EXTRACTED MATERIAL START
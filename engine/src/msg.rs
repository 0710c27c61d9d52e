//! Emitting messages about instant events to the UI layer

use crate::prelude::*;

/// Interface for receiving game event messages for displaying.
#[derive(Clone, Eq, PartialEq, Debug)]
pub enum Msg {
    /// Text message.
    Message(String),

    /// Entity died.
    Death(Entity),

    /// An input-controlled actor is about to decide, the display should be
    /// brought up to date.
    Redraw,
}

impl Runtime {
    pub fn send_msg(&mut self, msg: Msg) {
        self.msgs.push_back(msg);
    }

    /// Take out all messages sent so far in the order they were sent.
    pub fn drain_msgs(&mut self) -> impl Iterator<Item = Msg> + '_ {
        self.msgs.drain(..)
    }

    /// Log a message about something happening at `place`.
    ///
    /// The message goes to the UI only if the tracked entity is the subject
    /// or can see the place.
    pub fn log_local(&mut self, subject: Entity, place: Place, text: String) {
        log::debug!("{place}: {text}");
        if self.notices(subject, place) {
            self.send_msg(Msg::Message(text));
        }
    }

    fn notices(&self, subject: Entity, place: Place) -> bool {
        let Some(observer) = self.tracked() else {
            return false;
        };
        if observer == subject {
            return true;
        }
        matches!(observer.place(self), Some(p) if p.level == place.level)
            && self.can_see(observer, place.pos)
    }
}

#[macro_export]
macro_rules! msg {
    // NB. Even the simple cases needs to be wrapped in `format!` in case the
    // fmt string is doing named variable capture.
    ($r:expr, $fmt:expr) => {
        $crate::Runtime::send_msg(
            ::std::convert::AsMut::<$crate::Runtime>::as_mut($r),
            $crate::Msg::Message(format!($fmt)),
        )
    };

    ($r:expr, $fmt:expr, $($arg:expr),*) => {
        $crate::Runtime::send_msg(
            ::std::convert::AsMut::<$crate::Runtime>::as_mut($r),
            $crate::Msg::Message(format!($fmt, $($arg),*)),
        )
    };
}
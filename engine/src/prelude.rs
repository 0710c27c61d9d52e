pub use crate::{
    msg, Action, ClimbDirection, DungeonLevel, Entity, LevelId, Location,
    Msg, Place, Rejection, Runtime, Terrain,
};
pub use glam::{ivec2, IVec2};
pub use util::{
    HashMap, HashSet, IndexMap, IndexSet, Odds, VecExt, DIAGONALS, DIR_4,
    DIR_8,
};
EXTRACTED MATERIAL END
EXTRACTED MATERIAL START
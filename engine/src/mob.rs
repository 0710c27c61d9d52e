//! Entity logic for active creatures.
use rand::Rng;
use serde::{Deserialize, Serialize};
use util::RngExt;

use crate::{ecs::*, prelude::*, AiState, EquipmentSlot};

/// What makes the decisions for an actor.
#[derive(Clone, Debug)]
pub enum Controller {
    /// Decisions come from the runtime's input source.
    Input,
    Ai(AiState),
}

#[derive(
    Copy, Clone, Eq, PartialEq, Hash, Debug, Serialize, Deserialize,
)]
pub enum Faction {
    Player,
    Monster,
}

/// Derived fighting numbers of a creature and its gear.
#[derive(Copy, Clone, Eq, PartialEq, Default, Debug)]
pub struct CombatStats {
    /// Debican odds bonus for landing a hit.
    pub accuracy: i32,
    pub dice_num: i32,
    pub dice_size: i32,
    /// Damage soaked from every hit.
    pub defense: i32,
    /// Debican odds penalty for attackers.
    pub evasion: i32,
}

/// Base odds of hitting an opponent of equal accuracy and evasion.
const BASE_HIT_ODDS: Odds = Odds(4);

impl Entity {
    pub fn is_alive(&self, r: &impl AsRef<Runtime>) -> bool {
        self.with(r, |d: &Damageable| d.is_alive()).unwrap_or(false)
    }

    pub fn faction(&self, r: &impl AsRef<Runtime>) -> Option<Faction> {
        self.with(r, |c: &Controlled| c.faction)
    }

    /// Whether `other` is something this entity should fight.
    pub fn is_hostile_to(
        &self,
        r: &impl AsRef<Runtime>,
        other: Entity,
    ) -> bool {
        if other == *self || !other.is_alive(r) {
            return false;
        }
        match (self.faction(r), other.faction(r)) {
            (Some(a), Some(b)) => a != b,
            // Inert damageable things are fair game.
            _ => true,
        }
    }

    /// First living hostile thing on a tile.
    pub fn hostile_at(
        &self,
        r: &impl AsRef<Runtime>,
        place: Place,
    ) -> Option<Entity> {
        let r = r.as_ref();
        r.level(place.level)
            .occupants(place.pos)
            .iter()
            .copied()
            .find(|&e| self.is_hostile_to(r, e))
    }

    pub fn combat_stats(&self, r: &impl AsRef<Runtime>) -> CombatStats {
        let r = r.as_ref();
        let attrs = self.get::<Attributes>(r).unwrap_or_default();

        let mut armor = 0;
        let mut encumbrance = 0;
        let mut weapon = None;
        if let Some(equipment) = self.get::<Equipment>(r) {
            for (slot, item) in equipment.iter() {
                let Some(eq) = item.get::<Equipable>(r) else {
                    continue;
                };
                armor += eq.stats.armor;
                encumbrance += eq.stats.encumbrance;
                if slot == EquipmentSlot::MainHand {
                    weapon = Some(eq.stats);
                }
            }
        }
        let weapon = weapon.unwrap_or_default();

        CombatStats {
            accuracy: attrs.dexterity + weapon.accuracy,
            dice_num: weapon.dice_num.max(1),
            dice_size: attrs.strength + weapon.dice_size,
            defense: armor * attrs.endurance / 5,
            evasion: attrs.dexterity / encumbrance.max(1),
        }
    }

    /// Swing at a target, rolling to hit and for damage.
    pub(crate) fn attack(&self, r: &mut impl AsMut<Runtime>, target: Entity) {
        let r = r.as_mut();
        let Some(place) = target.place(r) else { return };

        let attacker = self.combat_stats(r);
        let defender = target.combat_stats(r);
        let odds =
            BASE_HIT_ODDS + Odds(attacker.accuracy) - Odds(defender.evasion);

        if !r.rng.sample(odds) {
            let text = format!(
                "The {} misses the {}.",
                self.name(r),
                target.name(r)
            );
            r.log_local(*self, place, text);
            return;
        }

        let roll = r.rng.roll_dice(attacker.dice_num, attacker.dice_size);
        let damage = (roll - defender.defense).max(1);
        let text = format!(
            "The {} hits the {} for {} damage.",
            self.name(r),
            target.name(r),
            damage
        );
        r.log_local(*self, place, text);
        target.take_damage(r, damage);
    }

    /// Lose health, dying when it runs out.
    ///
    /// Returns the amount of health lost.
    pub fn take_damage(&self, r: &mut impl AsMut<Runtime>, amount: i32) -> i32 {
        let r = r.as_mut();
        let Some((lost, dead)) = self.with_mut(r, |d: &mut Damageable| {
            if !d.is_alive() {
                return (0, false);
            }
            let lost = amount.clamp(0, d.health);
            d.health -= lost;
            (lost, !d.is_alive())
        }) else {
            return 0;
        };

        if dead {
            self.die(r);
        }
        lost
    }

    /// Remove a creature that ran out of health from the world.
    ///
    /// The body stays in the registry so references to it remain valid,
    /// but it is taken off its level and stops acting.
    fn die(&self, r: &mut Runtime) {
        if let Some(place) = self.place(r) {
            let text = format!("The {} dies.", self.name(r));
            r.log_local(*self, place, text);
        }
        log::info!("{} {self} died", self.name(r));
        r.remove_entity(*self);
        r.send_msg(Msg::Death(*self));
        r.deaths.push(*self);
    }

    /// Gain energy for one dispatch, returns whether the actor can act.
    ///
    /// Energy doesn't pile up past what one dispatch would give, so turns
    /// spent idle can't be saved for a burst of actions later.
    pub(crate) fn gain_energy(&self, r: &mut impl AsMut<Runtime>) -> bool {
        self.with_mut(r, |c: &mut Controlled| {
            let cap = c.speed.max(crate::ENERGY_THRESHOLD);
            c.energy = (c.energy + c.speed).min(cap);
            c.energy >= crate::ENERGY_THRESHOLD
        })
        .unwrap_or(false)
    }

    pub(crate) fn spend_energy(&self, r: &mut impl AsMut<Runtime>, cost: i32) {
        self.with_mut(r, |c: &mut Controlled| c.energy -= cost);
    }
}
EXTRACTED MATERIAL END
EXTRACTED MATERIAL START
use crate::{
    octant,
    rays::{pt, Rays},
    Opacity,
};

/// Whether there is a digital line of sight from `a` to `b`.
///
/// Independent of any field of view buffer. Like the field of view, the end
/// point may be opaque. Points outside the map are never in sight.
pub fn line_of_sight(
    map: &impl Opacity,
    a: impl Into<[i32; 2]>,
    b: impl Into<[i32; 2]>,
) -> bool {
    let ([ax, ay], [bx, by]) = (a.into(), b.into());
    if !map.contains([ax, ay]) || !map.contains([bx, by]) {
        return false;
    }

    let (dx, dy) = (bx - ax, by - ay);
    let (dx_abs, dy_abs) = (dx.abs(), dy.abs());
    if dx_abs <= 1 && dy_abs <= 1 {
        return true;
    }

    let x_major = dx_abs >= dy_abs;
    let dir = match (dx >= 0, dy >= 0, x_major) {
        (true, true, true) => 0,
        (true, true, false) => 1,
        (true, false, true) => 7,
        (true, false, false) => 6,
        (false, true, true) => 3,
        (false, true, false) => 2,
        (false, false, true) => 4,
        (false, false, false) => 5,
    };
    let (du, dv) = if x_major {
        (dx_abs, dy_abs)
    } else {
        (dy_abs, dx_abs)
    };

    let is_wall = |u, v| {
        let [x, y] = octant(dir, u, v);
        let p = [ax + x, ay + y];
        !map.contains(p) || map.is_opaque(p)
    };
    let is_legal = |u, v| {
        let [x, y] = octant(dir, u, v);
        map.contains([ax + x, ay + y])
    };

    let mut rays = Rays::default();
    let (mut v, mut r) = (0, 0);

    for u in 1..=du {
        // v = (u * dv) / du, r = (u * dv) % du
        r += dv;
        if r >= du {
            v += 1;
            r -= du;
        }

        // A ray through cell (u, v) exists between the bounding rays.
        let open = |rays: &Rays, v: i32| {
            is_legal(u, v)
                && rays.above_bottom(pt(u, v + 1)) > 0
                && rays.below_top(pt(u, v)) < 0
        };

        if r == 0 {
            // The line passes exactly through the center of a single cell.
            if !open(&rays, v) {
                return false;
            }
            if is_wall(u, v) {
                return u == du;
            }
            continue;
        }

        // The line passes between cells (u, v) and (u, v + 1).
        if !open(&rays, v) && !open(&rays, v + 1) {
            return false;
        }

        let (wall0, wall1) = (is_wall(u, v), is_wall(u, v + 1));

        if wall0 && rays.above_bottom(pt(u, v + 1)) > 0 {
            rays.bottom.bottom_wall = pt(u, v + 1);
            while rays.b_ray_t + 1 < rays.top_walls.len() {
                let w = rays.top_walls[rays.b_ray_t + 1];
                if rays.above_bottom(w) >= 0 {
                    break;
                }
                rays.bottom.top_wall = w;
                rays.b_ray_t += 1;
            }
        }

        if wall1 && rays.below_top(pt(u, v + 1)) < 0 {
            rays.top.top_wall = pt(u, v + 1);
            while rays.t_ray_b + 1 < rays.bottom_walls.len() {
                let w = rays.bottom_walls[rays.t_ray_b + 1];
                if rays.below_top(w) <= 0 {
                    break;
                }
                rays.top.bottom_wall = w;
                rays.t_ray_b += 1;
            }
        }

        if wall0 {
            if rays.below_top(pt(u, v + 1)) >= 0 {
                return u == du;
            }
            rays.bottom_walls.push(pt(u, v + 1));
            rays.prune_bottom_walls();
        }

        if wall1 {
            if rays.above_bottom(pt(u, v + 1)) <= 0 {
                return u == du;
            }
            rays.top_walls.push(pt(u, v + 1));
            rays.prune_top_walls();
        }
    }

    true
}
EXTRACTED MATERIAL END
WHAT YOU NEED TO DO =
The required output is every line above that contains the string "messages".

FINAL ANSWER =
//! Emitting messages about instant events to the UI layer
/// Interface for receiving game event messages for displaying.
    /// Take out all messages sent so far in the order they were sent.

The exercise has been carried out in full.